Is Tree Loss Linked to Mortality

The unfortunate loss of 100 million ash trees to the emerald ash borer, an invasive pest from Asia, has provided a unique opportunity to deepen scientific understanding of the link between trees and public health.

After an analysis of 18 years of data from 1,296 counties in 15 states, the lead researcher, Dr. Geoffrey Donovan announced that “Americans living in areas infested by this insect suffered from an additional 15,000 deaths from cardiovascular disease and 6,000 more deaths from lower respiratory disease compared to uninfected areas.”

The pattern was consistent across variables such as race, income and education, but more research will be needed to determine the specific cause.

In fact, the mortality rates were highest in wealthier counties, probably because tree canopy often correlates with household income.

After being discovered in Detroit in 2002, the imported pest has swept through 22 species of North American ash virtually killing all of the trees it infests.

A researcher for the U.S. Forest Service, Donovan conducted the analysis in collaboration with scientists at the National Institute of Standards and Technology, Drexel University and other USFS research stations in various parts of the country.

The study is published in the February issue of The American Journal of Preventative Medicine.  While ash is not a large component of North Carolina forests overall, it is very popular in urban forests throughout the state, especially the component located on private property.

Trees have a proven economic value in providing scenic character and quality of place so essential to economic development.  They are also well documented sources of climate control, clean air and water, increased productivity, soil conservation, crime reduction, as well as better public health outcomes.
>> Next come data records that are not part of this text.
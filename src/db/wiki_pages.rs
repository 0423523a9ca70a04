//! Database operations for wiki pages.

use chrono::Utc;
use sea_orm::sea_query::Expr;
use sea_orm::{
    ActiveModelTrait, ColumnTrait, DatabaseConnection, DbErr, EntityTrait, PaginatorTrait,
    QueryFilter, QueryOrder, QuerySelect, Select, Set, SqlErr, TransactionTrait,
};
use tracing::info;
use uuid::Uuid;

use super::wiki_revisions;
use crate::entity::wiki_page::{self as page, ActiveModel, Entity as WikiPage};
use crate::error::{AppError, AppResult};
use crate::models::content::{
    ContentStatus, non_blank, normalize_tags, resolve_slug, tags_from_json, tags_to_json,
    validate_description, validate_image_url, validate_slug, validate_title,
};
use crate::models::wiki::{CreateWikiPageRequest, ListWikiQuery, UpdateWikiPageRequest};
use crate::models::{PaginationParams, WikiCategory};

/// Map a unique-index violation on `slug` to 409.
pub(crate) fn slug_conflict(err: DbErr, slug: &str) -> AppError {
    match err.sql_err() {
        Some(SqlErr::UniqueConstraintViolation(_)) => {
            AppError::Conflict(format!("Slug '{}' is already in use", slug))
        }
        _ => err.into(),
    }
}

pub async fn get_page(db: &DatabaseConnection, id: Uuid) -> AppResult<Option<page::Model>> {
    Ok(WikiPage::find_by_id(id).one(db).await?)
}

pub async fn get_page_by_slug(
    db: &DatabaseConnection,
    slug: &str,
) -> AppResult<Option<page::Model>> {
    let result = WikiPage::find()
        .filter(page::Column::Slug.eq(slug))
        .one(db)
        .await?;
    Ok(result)
}

async fn slug_taken(db: &impl sea_orm::ConnectionTrait, slug: &str) -> AppResult<bool> {
    let count = WikiPage::find()
        .filter(page::Column::Slug.eq(slug))
        .count(db)
        .await?;
    Ok(count > 0)
}

/// Build the filtered listing query.
///
/// Public listings only ever see published pages. Admin listings see
/// everything except archived pages unless asked for them or for an
/// explicit status.
pub(crate) fn listing_query(query: &ListWikiQuery, public: bool) -> Select<WikiPage> {
    let mut select = WikiPage::find();

    if public {
        select = select.filter(page::Column::Status.eq(ContentStatus::Published.as_str()));
    } else if let Some(status) = query.status {
        select = select.filter(page::Column::Status.eq(status.as_str()));
    } else if !query.include_archived {
        select = select.filter(page::Column::Status.ne(ContentStatus::Archived.as_str()));
    }

    if let Some(category) = query.category {
        select = select.filter(page::Column::Category.eq(category.as_str()));
    }

    if let Some(subcategory) = non_blank(query.subcategory.as_deref()) {
        select = select.filter(page::Column::Subcategory.eq(subcategory));
    }

    if let Some(tag) = non_blank(query.tag.as_deref()) {
        let needle = serde_json::json!([tag.to_lowercase()]).to_string();
        select = select.filter(Expr::cust_with_values("tags @> $1::jsonb", [needle]));
    }

    select
}

/// List pages, most recently updated first.
pub async fn list_pages(
    db: &DatabaseConnection,
    query: &ListWikiQuery,
    public: bool,
) -> AppResult<(Vec<page::Model>, u64)> {
    let params = PaginationParams::new(query.page, query.limit);
    let select = listing_query(query, public);

    let total = select.clone().count(db).await?;
    let pages = select
        .order_by_desc(page::Column::UpdatedAt)
        .order_by_asc(page::Column::Id)
        .offset(params.offset())
        .limit(params.clamped_limit() as u64)
        .all(db)
        .await?;

    Ok((pages, total))
}

/// Create a page at revision 1.
pub async fn create_page(
    db: &DatabaseConnection,
    req: &CreateWikiPageRequest,
    author: Option<&str>,
) -> AppResult<page::Model> {
    validate_title(&req.title)?;
    validate_description(&req.description)?;
    let slug = resolve_slug(req.slug.as_deref(), &req.title)?;
    let tags = normalize_tags(&req.tags)?;
    let image_url = non_blank(req.image_url.as_deref());
    if let Some(ref url) = image_url {
        validate_image_url(url)?;
    }

    if slug_taken(db, &slug).await? {
        return Err(AppError::Conflict(format!(
            "Slug '{}' is already in use",
            slug
        )));
    }

    let now = Utc::now();
    let model = ActiveModel {
        id: Set(Uuid::now_v7()),
        slug: Set(slug.clone()),
        title: Set(req.title.trim().to_string()),
        description: Set(req.description.trim().to_string()),
        content: Set(req.content.clone()),
        category: Set(req.category.as_str().to_string()),
        subcategory: Set(non_blank(req.subcategory.as_deref())),
        tags: Set(tags_to_json(&tags)),
        image_url: Set(image_url),
        status: Set(req
            .status
            .unwrap_or(ContentStatus::Published)
            .as_str()
            .to_string()),
        revision: Set(1),
        created_by: Set(author.map(str::to_string)),
        updated_by: Set(author.map(str::to_string)),
        created_at: Set(now),
        updated_at: Set(now),
    };

    let created = model
        .insert(db)
        .await
        .map_err(|e| slug_conflict(e, &slug))?;

    info!("Created wiki page '{}' ({})", created.slug, created.id);
    Ok(created)
}

/// Validate field-level constraints of an edit before touching the database.
fn validate_update(changes: &UpdateWikiPageRequest) -> AppResult<Option<Vec<String>>> {
    if let Some(ref title) = changes.title {
        validate_title(title)?;
    }
    if let Some(ref slug) = changes.slug {
        validate_slug(slug.trim())?;
    }
    if let Some(ref description) = changes.description {
        validate_description(description)?;
    }
    if let Some(url) = non_blank(changes.image_url.as_deref()) {
        validate_image_url(&url)?;
    }
    changes.tags.as_deref().map(normalize_tags).transpose()
}

/// Edit a page.
///
/// Runs in one transaction: snapshots the current state as exactly one
/// revision, applies the changes and bumps the revision counter. Concurrent
/// edits are last-write-wins.
pub async fn update_page(
    db: &DatabaseConnection,
    id: Uuid,
    changes: &UpdateWikiPageRequest,
    editor: Option<&str>,
) -> AppResult<page::Model> {
    let tags = validate_update(changes)?;

    let txn = db.begin().await?;

    let current = WikiPage::find_by_id(id)
        .one(&txn)
        .await?
        .ok_or_else(|| AppError::NotFound("Wiki page".to_string()))?;

    let new_slug = changes
        .slug
        .as_deref()
        .map(str::trim)
        .filter(|s| *s != current.slug);
    if let Some(slug) = new_slug
        && slug_taken(&txn, slug).await?
    {
        return Err(AppError::Conflict(format!(
            "Slug '{}' is already in use",
            slug
        )));
    }

    wiki_revisions::insert_snapshot(&txn, &current, editor, changes.summary.as_deref()).await?;

    let next_revision = current.revision + 1;
    let mut active: ActiveModel = current.into();
    if let Some(slug) = new_slug {
        active.slug = Set(slug.to_string());
    }
    if let Some(ref title) = changes.title {
        active.title = Set(title.trim().to_string());
    }
    if let Some(ref description) = changes.description {
        active.description = Set(description.trim().to_string());
    }
    if let Some(ref content) = changes.content {
        active.content = Set(content.clone());
    }
    if let Some(category) = changes.category {
        active.category = Set(category.as_str().to_string());
    }
    if changes.subcategory.is_some() {
        active.subcategory = Set(non_blank(changes.subcategory.as_deref()));
    }
    if let Some(tags) = tags {
        active.tags = Set(tags_to_json(&tags));
    }
    if changes.image_url.is_some() {
        active.image_url = Set(non_blank(changes.image_url.as_deref()));
    }
    if let Some(status) = changes.status {
        active.status = Set(status.as_str().to_string());
    }
    active.revision = Set(next_revision);
    active.updated_by = Set(editor.map(str::to_string));
    active.updated_at = Set(Utc::now());

    let slug_for_error = new_slug.unwrap_or_default().to_string();
    let updated = active
        .update(&txn)
        .await
        .map_err(|e| slug_conflict(e, &slug_for_error))?;

    txn.commit().await?;

    info!(
        "Updated wiki page '{}' to revision {}",
        updated.slug, updated.revision
    );
    Ok(updated)
}

/// Set a page's status without recording a revision.
async fn set_status(
    db: &DatabaseConnection,
    id: Uuid,
    status: ContentStatus,
) -> AppResult<page::Model> {
    let current = get_page(db, id)
        .await?
        .ok_or_else(|| AppError::NotFound("Wiki page".to_string()))?;

    let mut active: ActiveModel = current.into();
    active.status = Set(status.as_str().to_string());
    active.updated_at = Set(Utc::now());

    let updated = active.update(db).await?;
    info!("Wiki page '{}' is now {}", updated.slug, status);
    Ok(updated)
}

pub async fn archive_page(db: &DatabaseConnection, id: Uuid) -> AppResult<page::Model> {
    set_status(db, id, ContentStatus::Archived).await
}

pub async fn unarchive_page(db: &DatabaseConnection, id: Uuid) -> AppResult<page::Model> {
    set_status(db, id, ContentStatus::Published).await
}

/// Bring a page's content back to a stored revision. Applied as a normal
/// edit, so the state being replaced is itself kept as a revision.
pub async fn restore_revision(
    db: &DatabaseConnection,
    page_id: Uuid,
    revision_id: Uuid,
    editor: Option<&str>,
) -> AppResult<page::Model> {
    let rev = wiki_revisions::get(db, page_id, revision_id)
        .await?
        .ok_or_else(|| AppError::NotFound("Revision".to_string()))?;

    let category = WikiCategory::parse(&rev.category).ok_or_else(|| {
        AppError::Internal(format!(
            "Revision {} has unknown category '{}'",
            rev.id, rev.category
        ))
    })?;

    let changes = UpdateWikiPageRequest {
        title: Some(rev.title),
        slug: None,
        description: Some(rev.description),
        content: Some(rev.content),
        category: Some(category),
        subcategory: Some(rev.subcategory.unwrap_or_default()),
        tags: Some(tags_from_json(&rev.tags)),
        image_url: Some(rev.image_url.unwrap_or_default()),
        status: None,
        summary: Some(format!("Restored revision {}", rev.revision_number)),
    };

    update_page(db, page_id, &changes, editor).await
}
However, policy and lawmakers have seemed extremely slow to grasp the importance of forests.  In North Carolina, cities are replanting an average of only one tree for ever four that are removed and that is just counting the relatively small portion of urban forests located on city-owed property.

In Durham, NC where I live, officials are planting in an entire year what should be being planted each and every day to compensate for trees surrendered to impervious surface and development.

Ignoring overwhelming public opinion, state lawmakers recently gave out-of-state billboard companies permission to clear-cut $5 billion worth of publicly-owned trees along state roadways, ignoring tree ordinances in the cities and towns through which they pass.

Hopefully, it is only a matter of time before public policy will catch up with public opinion and the science documenting the incredible value of this component of green infrastructure.